YOU have just received an invitation to the offices of the Internal Revenue Service. They want to examine your return. Don’t panic. All these years, you have stashed funds for a rainy day. This is a rainy day. Here are tips to cover you from the rain:
1. Prepare. This is the best line of defense against the IRS. If they want to verify your contributions, bring canceled checks and statements from charitable organizations.
2. Schedule the audit to your advantage. Do not be bullied by their ten-day letter. If feasible, schedule your appointment just before a three-day weekend when they are eager to go out on vacation. Schedule it near the end of the month when auditors are under pressure to close their inventory of open caseloads. Postponing an October or November examination to the holidays is not bad idea either.
3. Schedule your appointment early in the morning or late in the afternoon. An early morning appointment could get you an auditor who is still fresh and probably in a good frame of mind. In a late afternoon appointment, the auditor may want to leave the office before traffic builds up.
4. Don’t be afraid to go to Appeals. Your chances of winning there are better than the examination level.
5. Don’t bring unnecessary documents. This is not the time to come extra prepared. I have seen taxpayers bring documents for travel & entertainment when all that is being verified are interests and contributions. If the auditor decides to go on a fishing trip, you will be tempted to show excess bait that you just happen to bring along.
6. Auditors always request tax returns for the previous and succeeding years. That’s standard operating procedure. But that doesn’t mean that you should provide what you cannot find right away. Stall to give you time to evaluate those returns with your tax accountant.
7. If you do get the (mis)fortune of being confronted by an unreasonable auditor, do not be afraid to intimidate back. Ask for another auditor. Most employees of the IRS are reasonable and professional. Treat them nicely. They are likely to reciprocate.
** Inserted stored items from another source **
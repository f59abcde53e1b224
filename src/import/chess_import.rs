//! Game import: PGN record in, titled position snapshot out.
//!
//! This is the boundary the rest of an application talks to. It reads the
//! record, enforces the ply ceiling before any replay work starts, replays
//! the movetext, and renders the requested snapshot as FEN together with a
//! short human-readable summary of the players.

use chrono::NaiveDate;
use once_cell::sync::Lazy;
use regex::Regex;
use serde::Serialize;

use crate::errors::ImportError;
use crate::replay::replayer::replay_from;
use crate::utils::fen_generator::generate_fen;
use crate::utils::pgn::{count_moves, read_pgn, PgnRecord};

static GAME_LINK: Lazy<Regex> = Lazy::new(|| {
    Regex::new(r"^https?://[^/?#]+(?P<path>/[^?#]*)?(?:\?(?P<query>[^#]*))?").expect("valid regex")
});

/// How the requested move number counts.
#[derive(Debug, Clone, Copy, Default, PartialEq, Eq)]
pub enum MoveNumbering {
    /// Half-moves: white's first move is 1, black's reply is 2.
    #[default]
    Ply,
    /// Full moves: n selects the position after black's n-th move.
    FullMove,
}

impl MoveNumbering {
    pub fn to_ply(self, requested: u32) -> usize {
        match self {
            MoveNumbering::Ply => requested as usize,
            MoveNumbering::FullMove => requested as usize * 2,
        }
    }

    /// Move number shown to a reader for a requested value.
    pub fn display_move(self, requested: u32) -> u32 {
        match self {
            MoveNumbering::Ply => requested.div_ceil(2),
            MoveNumbering::FullMove => requested,
        }
    }
}

#[derive(Debug, Clone, PartialEq, Eq)]
pub struct ImportConfig {
    pub move_numbering: MoveNumbering,
    /// Records with more move tokens than this are rejected before replay.
    pub max_plies: usize,
}

impl Default for ImportConfig {
    fn default() -> Self {
        Self {
            move_numbering: MoveNumbering::Ply,
            max_plies: 1000,
        }
    }
}

#[derive(Debug, Clone, Default, PartialEq, Eq)]
pub struct ImportRequest {
    pub pgn: String,
    pub requested_move: Option<u32>,
    /// Overrides the `Site` tag as the reported source.
    pub source: Option<String>,
}

impl ImportRequest {
    pub fn new(pgn: impl Into<String>) -> Self {
        Self {
            pgn: pgn.into(),
            ..Self::default()
        }
    }

    pub fn at_move(mut self, requested_move: u32) -> Self {
        self.requested_move = Some(requested_move);
        self
    }
}

#[derive(Debug, Clone, PartialEq, Eq, Serialize)]
pub struct ImportResult {
    pub title: String,
    pub description: String,
    pub fen: String,
    pub pgn: String,
    /// Ply the FEN was taken at, after clamping.
    pub ply: usize,
    pub source: String,
}

/// Game id and `move` query parameter pulled from an analysis-board link
/// such as `https://www.chess.com/analysis/game/live/147187327790?move=66`.
#[derive(Debug, Clone, PartialEq, Eq)]
pub struct GameLink {
    pub game_id: String,
    pub requested_move: Option<u32>,
}

impl GameLink {
    /// `None` when the link is not an http(s) URL or carries no numeric
    /// path segment. A non-numeric `move` parameter is ignored.
    pub fn parse(link: &str) -> Option<Self> {
        let caps = GAME_LINK.captures(link.trim())?;

        let game_id = caps
            .name("path")?
            .as_str()
            .split('/')
            .find(|segment| !segment.is_empty() && segment.bytes().all(|b| b.is_ascii_digit()))?
            .to_owned();

        let requested_move = caps.name("query").and_then(|query| {
            query
                .as_str()
                .split('&')
                .filter_map(|pair| pair.split_once('='))
                .find(|(key, _)| *key == "move")
                .and_then(|(_, value)| value.parse::<u32>().ok())
        });

        Some(Self {
            game_id,
            requested_move,
        })
    }
}

pub fn import_game(request: &ImportRequest, config: &ImportConfig) -> Result<ImportResult, ImportError> {
    let record = read_pgn(&request.pgn)?;

    let plies = count_moves(&record.movetext);
    if plies > config.max_plies {
        return Err(ImportError::TooManyPlies {
            plies,
            limit: config.max_plies,
        });
    }

    let game = replay_from(record.initial_board.clone(), &record.movetext)?;

    let ply = request
        .requested_move
        .map_or(game.len(), |requested| config.move_numbering.to_ply(requested).min(game.len()));
    let fen = generate_fen(game.snapshot_at(ply));

    let mut description = player_summary(&record);
    if let Some(requested) = request.requested_move {
        description.push_str(&format!(
            "\n\nPosition at move {}",
            config.move_numbering.display_move(requested)
        ));
    }

    let title = format!(
        "{} vs {}",
        record.header("White").unwrap_or("?"),
        record.header("Black").unwrap_or("?")
    );
    let source = request
        .source
        .clone()
        .or_else(|| record.header("Site").map(str::to_owned))
        .unwrap_or_else(|| "pgn".to_owned());

    log::info!("imported `{title}` from {source}: {} plies, snapshot at ply {ply}", game.len());

    Ok(ImportResult {
        title,
        description,
        fen,
        pgn: request.pgn.clone(),
        ply,
        source,
    })
}

fn player_summary(record: &PgnRecord) -> String {
    let mut out = format!(
        "White: {}\nBlack: {}",
        player_line(record, "White", "WhiteElo"),
        player_line(record, "Black", "BlackElo")
    );

    if let Some(date) = played_on(record) {
        out.push_str(&format!("\nPlayed: {}", date.format("%Y-%m-%d")));
    }

    out
}

fn player_line(record: &PgnRecord, name_tag: &str, elo_tag: &str) -> String {
    let name = record.header(name_tag).unwrap_or("?");
    match record.header(elo_tag).filter(|elo| !elo.is_empty() && *elo != "?" && *elo != "-") {
        Some(elo) => format!("{name} ({elo})"),
        None => name.to_owned(),
    }
}

/// PGN dates use `YYYY.MM.DD` with `??` for unknown parts; only complete
/// dates are reported.
fn played_on(record: &PgnRecord) -> Option<NaiveDate> {
    ["UTCDate", "Date"]
        .into_iter()
        .filter_map(|tag| record.header(tag))
        .find_map(|value| NaiveDate::parse_from_str(value, "%Y.%m.%d").ok())
}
But be wary of young agents who are still trying to impress their superiors or are on a mission to pay back an oppressive and cruel world when they were growing up. Payback time. Personally, I have had my best wins with veteran auditors. I have had my most terrible moments with young, minority auditors who carry police badges. (This is merely my own personal experience over 40 years of dealing with the I.R.S. and may not reflect yours).
8. Don’t be afraid to transfer your case to another IRS office if you have moved since you last filed the return under audit. Some auditors in some offices have bad attitudes.
9. If an agent goes to your place of business in a field audit, do not feel sorry for placing the auditor in a small poorly ventilated room with stale air, if that happens to be the only available space. You cannot help it if the Revenue Agent feels so uncomfortable that he’ll beg to wrap things up and go home. (Folks, there is no law that requires you to welcome them in an embassy suite).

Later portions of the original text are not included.